Children of the ’70s and ’80s grew up on V.C. Andrews’ creepy novels, most notably Flowers In The Attic, the 1979 book about a group of four siblings who are locked away in an attic in their grandparents’ home for years. The children’s own mother, Corinne, has locked them there because she plans to ask for her inheritance from her estranged father, Malcolm Foxworth, who won’t give her the money if he knows that she has had children. (Because… spoiler alert, Corinne’s husband was also her uncle, making her children the products of incest.) During the time while the children are locked away, the eldest two fall… in… love. The theme of incest in the books is like, THE BIG THING, in case you couldn’t guess, and millions of us read these bestsellers as pre-teens, rapt and like, wishing all the best for sibling sweethearts Chris and Cathy Dollanganger.

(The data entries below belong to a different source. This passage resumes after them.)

//! Lifecycle audit events.
//!
//! Recording is fire-and-forget: [`emit`] spawns the call with a bounded
//! timeout and only logs failures, so an unavailable audit sink never slows
//! or fails a job.

use std::{collections::BTreeMap, fmt, sync::Arc, time::Duration};

use async_trait::async_trait;
use chrono::{NaiveDateTime, Utc};
use log::{error, info, warn};
use serde::{Deserialize, Serialize};
use tokio::task::JoinHandle;

use crate::{
    data::Value,
    error::AuditError,
    job::prefixed_id,
    literal::{encode_literal, encode_text},
    provision::AUDIT_TABLE,
    warehouse::Warehouse,
};

pub const EVENT_ID_PREFIX: &str = "EVT";

#[derive(Debug, Clone, Copy, PartialEq, Eq, Serialize, Deserialize)]
#[serde(rename_all = "UPPERCASE")]
pub enum AuditLevel {
    Info,
    Success,
    Warning,
    Error,
}

impl fmt::Display for AuditLevel {
    fn fmt(&self, f: &mut fmt::Formatter<'_>) -> fmt::Result {
        f.write_str(match self {
            AuditLevel::Info => "INFO",
            AuditLevel::Success => "SUCCESS",
            AuditLevel::Warning => "WARNING",
            AuditLevel::Error => "ERROR",
        })
    }
}

#[derive(Debug, Clone, PartialEq, Serialize)]
pub struct AuditEvent {
    pub event_id: String,
    pub timestamp: NaiveDateTime,
    pub process: String,
    pub level: AuditLevel,
    pub message: String,
    pub metadata: BTreeMap<String, serde_json::Value>,
    pub user_id: Option<String>,
}

impl AuditEvent {
    pub fn new(process: impl Into<String>, level: AuditLevel, message: impl Into<String>) -> Self {
        Self {
            event_id: prefixed_id(EVENT_ID_PREFIX),
            timestamp: Utc::now().naive_utc(),
            process: process.into(),
            level,
            message: message.into(),
            metadata: BTreeMap::new(),
            user_id: None,
        }
    }

    pub fn with(mut self, key: &str, value: impl Into<serde_json::Value>) -> Self {
        self.metadata.insert(key.to_string(), value.into());
        self
    }

    pub fn with_user(mut self, user_id: impl Into<String>) -> Self {
        self.user_id = Some(user_id.into());
        self
    }
}

#[async_trait]
pub trait AuditRecorder: Send + Sync {
    async fn record(&self, event: &AuditEvent) -> Result<(), AuditError>;
}

/// Spawn `recorder.record(event)` bounded by `timeout`. The returned handle
/// may be awaited to flush; dropping it detaches the call.
pub fn emit(recorder: &Arc<dyn AuditRecorder>, event: AuditEvent, timeout: Duration) -> JoinHandle<()> {
    let recorder = Arc::clone(recorder);
    tokio::spawn(async move {
        let outcome = match tokio::time::timeout(timeout, recorder.record(&event)).await {
            Ok(result) => result,
            Err(_) => Err(AuditError::Timeout(timeout)),
        };
        if let Err(err) = outcome {
            warn!(
                "Audit event {} ({} / {}) was not recorded: {err}",
                event.event_id, event.process, event.level
            );
        }
    })
}

/// Writes events to the `log` facade.
#[derive(Debug, Default, Clone, Copy)]
pub struct LogAuditRecorder;

#[async_trait]
impl AuditRecorder for LogAuditRecorder {
    async fn record(&self, event: &AuditEvent) -> Result<(), AuditError> {
        let metadata =
            serde_json::to_string(&event.metadata).map_err(|err| AuditError::Sink(err.to_string()))?;
        match event.level {
            AuditLevel::Error => error!("[{}] {}: {} {metadata}", event.event_id, event.process, event.message),
            AuditLevel::Warning => warn!("[{}] {}: {} {metadata}", event.event_id, event.process, event.message),
            AuditLevel::Info | AuditLevel::Success => {
                info!("[{}] {} {}: {} {metadata}", event.event_id, event.level, event.process, event.message)
            }
        }
        Ok(())
    }
}

/// Persists events into the warehouse's `audit_logs` table.
pub struct WarehouseAuditRecorder {
    warehouse: Arc<dyn Warehouse>,
}

impl WarehouseAuditRecorder {
    pub fn new(warehouse: Arc<dyn Warehouse>) -> Self {
        Self { warehouse }
    }

    pub fn insert_sql(&self, event: &AuditEvent) -> Result<String, AuditError> {
        let dialect = self.warehouse.dialect();
        let metadata =
            serde_json::to_string(&event.metadata).map_err(|err| AuditError::Sink(err.to_string()))?;
        let text = |value: &str| encode_text(value, dialect, usize::MAX);
        let user = event
            .user_id
            .as_deref()
            .map(text)
            .unwrap_or_else(|| "NULL".to_string());
        Ok(format!(
            "INSERT INTO {AUDIT_TABLE} (event_id, timestamp, process, level, message, metadata, user_id) \
             VALUES ({}, {}, {}, {}, {}, {}, {user})",
            text(&event.event_id),
            encode_literal(Some(&Value::Timestamp(event.timestamp)), dialect, usize::MAX),
            text(&event.process),
            text(&event.level.to_string()),
            text(&event.message),
            text(&metadata),
        ))
    }
}

#[async_trait]
impl AuditRecorder for WarehouseAuditRecorder {
    async fn record(&self, event: &AuditEvent) -> Result<(), AuditError> {
        let sql = self.insert_sql(event)?;
        self.warehouse.execute(&sql).await?;
        Ok(())
    }
}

Now, Lifetime brings us Flowers In The Attic: The Origin, a new series that acts as a sort of prequel to the stories in the Andrews books. The series tells the story of the Dollanganger’s grandfather, Malcolm Foxworth (Max Irons), the heir to a massive fortune whose titular attic housed his horny grandchildren in the original story. When Max meets Olivia Winfield (Jemima Rooper), they marry in the early 1900s and make a home at Foxworth’s family estate in Virginia. The only sex the couple has is forced upon Olivia, and it’s usually inside Malcolm’s mother’s bedroom. Olivia is unable to bear him a daughter which Max desperately wants so that he can name her Corinne, after his mother. Rightfully creeped out by her husband, she plans to get revenge on him and his effing gross family.

Is Flowers in the Attic: The Origin Based on a True Story?

Oh, thank God, no. No, Flowers In The Attic: The Origin is not based on a true story. V.C. Andrews claims that her original books were been inspired by some real events (her pitch letter to a publisher claimed the story was “not truly fiction”), and many speculate that it was inspired by a story she heard of children who spent several years locked in an attic. But the Lifetime series and it continuation of the story of the Foxworth family and the Dollanganger children are not based on anyone real.

New episodes of Flowers In The Attic: The Origin air Saturdays at 8/7c on Lifetime through the month of July.